由于招收的学生包括蒙童和成童两部分,所以必须区分两部分学生的智能差异及其对学习的承受力。邹文苏授课因年龄段而异:蒙童以读书、习字为主,教材比较浅显,而且大多是笔画不多、结构简单的文字组成的篇章;阅读和书写能力已得到初步培养的成童,则开始教读“四书”“五经”,同时开始学习为写对联作诗打基础的韵文教材,包括声律音韵之学。由于邹文苏和夫人都在教学内容上坚持循序渐进原则,在文体上注意韵文和散文(非韵文)的结合,教学活动科学而合理,有序又有趣。
“子不教,父之过;教不严,师之惰。”对6个儿子来说,邹文苏兼具双重身份,也就是既要尽教师之职,又要尽父亲之责。他对学生很严,对儿子更严。徐珂编著的《清稗类钞》一书中,载有一则邹文苏教子的故事:“新化邹景山明经文苏,性至孝,事其母曾太君,尽色养。课子汉纪严,不及程,辄怒。怒时闻太君言,即解。一日,怒甚。太君使汉纪聚为《禹贡山川图》,自临上坐视,而命其妇吴氏侍焉,即景山之妇也。”这里讲到了曾太君没有用语“言”劝儿子息怒,而是命令孙儿画图抵罚。在严教汉纪的问题上,曾太君不像有的祖母,专当庇护孙儿的“保护伞”,而是同儿子、媳妇结成“统一战线”,支持儿子对孙儿的严教。这也从一个侧面说明,邹文苏从严教子的方针是不容轻易改变的。

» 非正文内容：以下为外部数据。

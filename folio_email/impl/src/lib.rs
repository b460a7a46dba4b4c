use anyhow::anyhow;
use folio_email_contracts::{ContentType, Email, EmailService};
use folio_models::email_address::EmailAddressWithName;
use lettre::{message::header, AsyncSmtpTransport, AsyncTransport, Message, Tokio1Executor};

#[derive(Debug, Clone)]
pub struct EmailServiceImpl {
    from: EmailAddressWithName,
    transport: AsyncSmtpTransport<Tokio1Executor>,
}

impl EmailServiceImpl {
    pub fn new(url: &str, from: EmailAddressWithName) -> anyhow::Result<Self> {
        let transport = AsyncSmtpTransport::<Tokio1Executor>::from_url(url)?.build();

        Ok(Self { from, transport })
    }

    fn build_message(&self, email: Email) -> anyhow::Result<Message> {
        let mut builder = Message::builder()
            .from(self.from.0.clone())
            .to(email.recipient.0);
        if let Some(reply_to) = email.reply_to {
            builder = builder.reply_to(reply_to.0);
        }
        builder
            .subject(email.subject)
            .header(match email.content_type {
                ContentType::Text => header::ContentType::TEXT_PLAIN,
                ContentType::Html => header::ContentType::TEXT_HTML,
            })
            .body(email.body)
            .map_err(Into::into)
    }
}

impl EmailService for EmailServiceImpl {
    async fn send(&self, email: Email) -> anyhow::Result<bool> {
        let message = self.build_message(email)?;

        self.transport
            .send(message)
            .await
            .map(|response| response.is_positive())
            .map_err(Into::into)
    }

    async fn ping(&self) -> anyhow::Result<()> {
        self.transport
            .test_connection()
            .await?
            .then_some(())
            .ok_or_else(|| anyhow!("Failed to ping smtp server"))
    }
}

#[cfg(test)]
mod tests {
    use super::*;

    fn sut() -> EmailServiceImpl {
        EmailServiceImpl::new(
            "smtp://localhost:25",
            "Site Owner <owner@example.com>".parse().unwrap(),
        )
        .unwrap()
    }

    fn email() -> Email {
        Email {
            recipient: "owner@example.com".parse().unwrap(),
            subject: "Portfolio Contact: Max".into(),
            body: "<p>Hello World!</p>".into(),
            content_type: ContentType::Html,
            reply_to: Some("max@example.de".parse().unwrap()),
        }
    }

    #[tokio::test]
    async fn message_headers() {
        let message = sut().build_message(email()).unwrap();

        let rendered = String::from_utf8(message.formatted()).unwrap();
        assert!(rendered.contains("From: "));
        assert!(rendered.contains("owner@example.com"));
        assert!(rendered.contains("Reply-To: "));
        assert!(rendered.contains("max@example.de"));
        assert!(rendered.contains("Subject: Portfolio Contact: Max"));
        assert!(rendered.contains("text/html"));
    }

    #[tokio::test]
    async fn message_without_reply_to() {
        let message = sut()
            .build_message(Email {
                reply_to: None,
                ..email()
            })
            .unwrap();

        let rendered = String::from_utf8(message.formatted()).unwrap();
        assert!(!rendered.contains("Reply-To"));
    }
}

邹文苏的尽职尽责,还表现在他对教法的研究和改革上。在古经教学中,学生对古书中讲到的一些器物难以理解,邹文苏便同夫人吴瑚珊合作,用布料裁制古代衣冠,用木料做灰盘,用竹篾做浑天仪,还按l:10的比例制成古代车辆、礼器等模型,作为教具以示学生。这种前无古人、别开生面的教法,开直观教学之先河,激生徒学习之兴趣,形象可感,兴味盎然,好懂易记,效果殊佳。
因材施教,夫唱妇随;更新教法,比翼双飞。由于邹文苏夫妻俩在教育思想上互相沟通,在教学方法上互相交流,慎为人师,精心指导,诲人不倦,相机点拨,充分调动了学生的学习积极性和主动性,因而教学质量颇高。邹文苏6个儿子个个有专长,人人有专著,全部成名成家。
邹文苏作为一代名儒,作为一位敢为人先的教育家,其生平事迹早已载入《国朝先正事略》和《湖南褒忠录》等古籍中,其创新精神和卓越成就必然会光耀史册。